Of course, the Messenger community provides some great options for overcoming both of these today.
Oh also, I’d like to see group and multi-person functionality continue to evolve more, such as multi-person voice conversations. Okay I’ll stop now! 😛
mynetx: Lol, seems like there is much to do. 😀 Do you think any of these will be added in Windows Live Wave 4? If so, which are most likely, in your opinion?
Jonathan Kay: Really hard to say as they’re certainly tight lipped. However I would love to be pleasantly surprised.
mynetx: On to your personal habits… Running Messenger 24/7? Maybe you’ve got kind of a daily routine with Windows Live.
Jonathan Kay: For the most part I leave Messenger running all the time. I have no specific routine, but I certainly make use of a variety of the Live services every day (Messenger, Mail, Spaces, and so on).
mynetx: When you’re using Messenger intensively, I’m sure you’ve got a breaking tip for an “aha” effect. Give me a tip you consider precious 🙂
Jonathan Kay: Let’s see, there’s probably better ones, but one unobvious thing is you can drag (the icon of) completed files in the conversation window elsewhere to your desktop, to other conversation windows to resend, or to another application, such as a music player’s playlist to queue up a just transferred song.

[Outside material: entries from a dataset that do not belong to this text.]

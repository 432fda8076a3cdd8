use crate::config::ReportConfig;
use crate::position::Position;
use crate::record::{HandRecord, Outcome};
use serde::{Deserialize, Serialize};
use std::borrow::Borrow;
use std::fmt;
use std::str::FromStr;

fn round1(x: f64) -> f64 {
    (x * 10.0).round() / 10.0
}

fn record<T: Borrow<HandRecord>>(hand: &T) -> &HandRecord {
    hand.borrow()
}

fn pct(count: usize, total: usize) -> f64 {
    if total == 0 {
        return 0.0;
    }
    round1(count as f64 / total as f64 * 100.0)
}

#[derive(Debug, Clone, Copy, PartialEq, Eq, Hash, Serialize, Deserialize)]
pub enum PositionBucket {
    #[serde(rename = "BTN")]
    Button,
    #[serde(rename = "SB")]
    SmallBlind,
    #[serde(rename = "BB")]
    BigBlind,
    #[serde(rename = "EP")]
    Early,
    #[serde(rename = "MP")]
    Middle,
    #[serde(rename = "CO")]
    Cutoff,
}

impl PositionBucket {
    pub const ALL: [PositionBucket; 6] = [
        PositionBucket::Button,
        PositionBucket::SmallBlind,
        PositionBucket::BigBlind,
        PositionBucket::Early,
        PositionBucket::Middle,
        PositionBucket::Cutoff,
    ];

    pub fn label(self) -> &'static str {
        match self {
            PositionBucket::Button => "BTN",
            PositionBucket::SmallBlind => "SB",
            PositionBucket::BigBlind => "BB",
            PositionBucket::Early => "EP",
            PositionBucket::Middle => "MP",
            PositionBucket::Cutoff => "CO",
        }
    }

    pub fn of(position: Position) -> Option<PositionBucket> {
        match position {
            Position::Button => Some(PositionBucket::Button),
            Position::SmallBlind => Some(PositionBucket::SmallBlind),
            Position::BigBlind => Some(PositionBucket::BigBlind),
            Position::UnderTheGun | Position::UnderTheGunPlusOne => Some(PositionBucket::Early),
            Position::Middle | Position::Hijack => Some(PositionBucket::Middle),
            Position::Cutoff => Some(PositionBucket::Cutoff),
            Position::Other => None,
        }
    }
}

impl fmt::Display for PositionBucket {
    fn fmt(&self, f: &mut fmt::Formatter<'_>) -> fmt::Result {
        f.pad(self.label())
    }
}

#[derive(Debug, Clone, PartialEq, Serialize, Deserialize)]
pub struct BucketStats {
    pub bucket: PositionBucket,
    pub hands: usize,
    pub vpip_pct: Option<f64>,
    pub pfr_pct: Option<f64>,
}

impl fmt::Display for BucketStats {
    fn fmt(&self, f: &mut fmt::Formatter<'_>) -> fmt::Result {
        match (self.vpip_pct, self.pfr_pct) {
            (Some(vpip), Some(pfr)) => write!(f, "VPIP {:.1}% / PFR {:.1}%", vpip, pfr),
            _ => f.write_str("N/A"),
        }
    }
}

#[derive(Debug, Clone, PartialEq, Serialize, Deserialize)]
pub struct Summary {
    pub total_hands: usize,
    pub vpip_count: usize,
    pub pfr_count: usize,
    pub vpip_pct: f64,
    pub pfr_pct: f64,
    /// PFR hands as a share of VPIP hands.
    pub aggression_pct: f64,
    pub by_position: Vec<BucketStats>,
}

pub fn summarize<T: Borrow<HandRecord>>(hands: &[T]) -> Summary {
    let total_hands = hands.len();
    let vpip_count = hands.iter().filter(|h| record(*h).is_vpip).count();
    let pfr_count = hands.iter().filter(|h| record(*h).is_pfr).count();

    let by_position = PositionBucket::ALL
        .into_iter()
        .map(|bucket| {
            let in_bucket: Vec<&HandRecord> = hands
                .iter()
                .map(record)
                .filter(|h| PositionBucket::of(h.hero_position_label) == Some(bucket))
                .collect();
            let n = in_bucket.len();
            let (vpip_pct, pfr_pct) = if n == 0 {
                (None, None)
            } else {
                let v = in_bucket.iter().filter(|h| h.is_vpip).count();
                let p = in_bucket.iter().filter(|h| h.is_pfr).count();
                (Some(pct(v, n)), Some(pct(p, n)))
            };
            BucketStats {
                bucket,
                hands: n,
                vpip_pct,
                pfr_pct,
            }
        })
        .collect();

    Summary {
        total_hands,
        vpip_count,
        pfr_count,
        vpip_pct: pct(vpip_count, total_hands),
        pfr_pct: pct(pfr_count, total_hands),
        aggression_pct: pct(pfr_count, vpip_count),
        by_position,
    }
}

fn largest_pots<'a, T, F>(hands: &'a [T], keep: F, count: usize) -> Vec<&'a T>
where
    T: Borrow<HandRecord>,
    F: Fn(&HandRecord) -> bool,
{
    let mut picked: Vec<&T> = hands.iter().filter(|h| keep(record(*h))).collect();
    // Stable: equal pots keep source order.
    picked.sort_by(|a, b| record(*b).pot_size_chips.cmp(&record(*a).pot_size_chips));
    picked.truncate(count);
    picked
}

pub fn leaks<T: Borrow<HandRecord>>(hands: &[T], count: usize) -> Vec<&T> {
    largest_pots(hands, |h| h.is_vpip && !h.is_winner(), count)
}

pub fn key_hands<T: Borrow<HandRecord>>(hands: &[T], count: usize) -> Vec<&T> {
    largest_pots(hands, |h| h.is_vpip, count)
}

#[derive(Debug, Clone, Copy, Default, PartialEq, Eq, Serialize, Deserialize)]
pub enum PrimaryFilter {
    #[default]
    All,
    Vpip,
    Won,
    Lost,
    BigPot,
}

impl FromStr for PrimaryFilter {
    type Err = String;

    fn from_str(s: &str) -> Result<Self, Self::Err> {
        match s.trim().to_ascii_lowercase().as_str() {
            "all" => Ok(PrimaryFilter::All),
            "vpip" => Ok(PrimaryFilter::Vpip),
            "won" | "win" => Ok(PrimaryFilter::Won),
            "lost" | "loss" => Ok(PrimaryFilter::Lost),
            "big-pot" | "bigpot" => Ok(PrimaryFilter::BigPot),
            other => Err(format!("unknown filter '{}'", other)),
        }
    }
}

#[derive(Debug, Clone, Copy, PartialEq, Eq, Hash, Serialize, Deserialize)]
pub enum CardType {
    Pair,
    Ace,
    Broadway,
}

impl CardType {
    fn matches(self, hand: &HandRecord) -> bool {
        let tags = &hand.hole_card_tags;
        match self {
            CardType::Pair => tags.is_pair,
            CardType::Ace => tags.has_ace,
            CardType::Broadway => tags.is_broadway,
        }
    }
}

/// Hand-table filter. Empty `card_types` or `positions` means no restriction.
#[derive(Debug, Clone, PartialEq, Serialize, Deserialize)]
pub struct HandFilter {
    pub primary: PrimaryFilter,
    pub card_types: Vec<CardType>,
    pub positions: Vec<Position>,
    pub big_pot_bb: f64,
}

impl Default for HandFilter {
    fn default() -> Self {
        Self::new(&ReportConfig::default())
    }
}

impl HandFilter {
    pub fn new(report: &ReportConfig) -> Self {
        Self {
            primary: PrimaryFilter::All,
            card_types: Vec::new(),
            positions: Vec::new(),
            big_pot_bb: report.big_pot_bb,
        }
    }

    pub fn matches(&self, hand: &HandRecord) -> bool {
        let primary = match self.primary {
            PrimaryFilter::All => true,
            PrimaryFilter::Vpip => hand.is_vpip,
            PrimaryFilter::Won => hand.outcome == Outcome::Win,
            PrimaryFilter::Lost => hand.outcome == Outcome::Loss,
            PrimaryFilter::BigPot => {
                hand.pot_size_chips as f64 > self.big_pot_bb * hand.big_blind_size as f64
            }
        };
        let card_type =
            self.card_types.is_empty() || self.card_types.iter().any(|t| t.matches(hand));
        let position =
            self.positions.is_empty() || self.positions.contains(&hand.hero_position_label);

        primary && card_type && position
    }

    pub fn apply<'a, T: Borrow<HandRecord>>(&self, hands: &'a [T]) -> Vec<&'a T> {
        hands.iter().filter(|h| self.matches(record(*h))).collect()
    }
}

mynetx: Hey, great tip! Didn’t know that myself either. 😛
And finally, are you currently working on any Live-related project?
Jonathan Kay: I have a few ideas rattling around in my brain, but I’m not working on anything specifically that’s Live-related presently.
mynetx: Fine! Your last small project you made with PatchWise, was a good idea as well. Did you start right away on the tool for preventing automatic PhotoShare in Messenger, when you read about the patch?
Jonathan Kay: Well I checked to see if someone else had done made anything yet, and they hadn’t, so I thought I would make it easy for everyone.
mynetx: And you did! What download counter do you currently have?
Jonathan Kay: I just let the data accumulate in web logs and use a PowerShell script to extract and do the sum calculations. I haven’t felt the need to do much more than that, as the real reason for my redirect links is just so I can easily move it to another hosting location if I needed to.
mynetx: True… Have anything else to tell my readers? 😉
Jonathan Kay: Yes, if they’ve made it this far, then I appreciate their time going through all this and hopefully it was at least somewhat interesting. And thank you for the opportunity to be on here.
mynetx: No problem—thank you for taking the time to talk with me about Windows Live and You!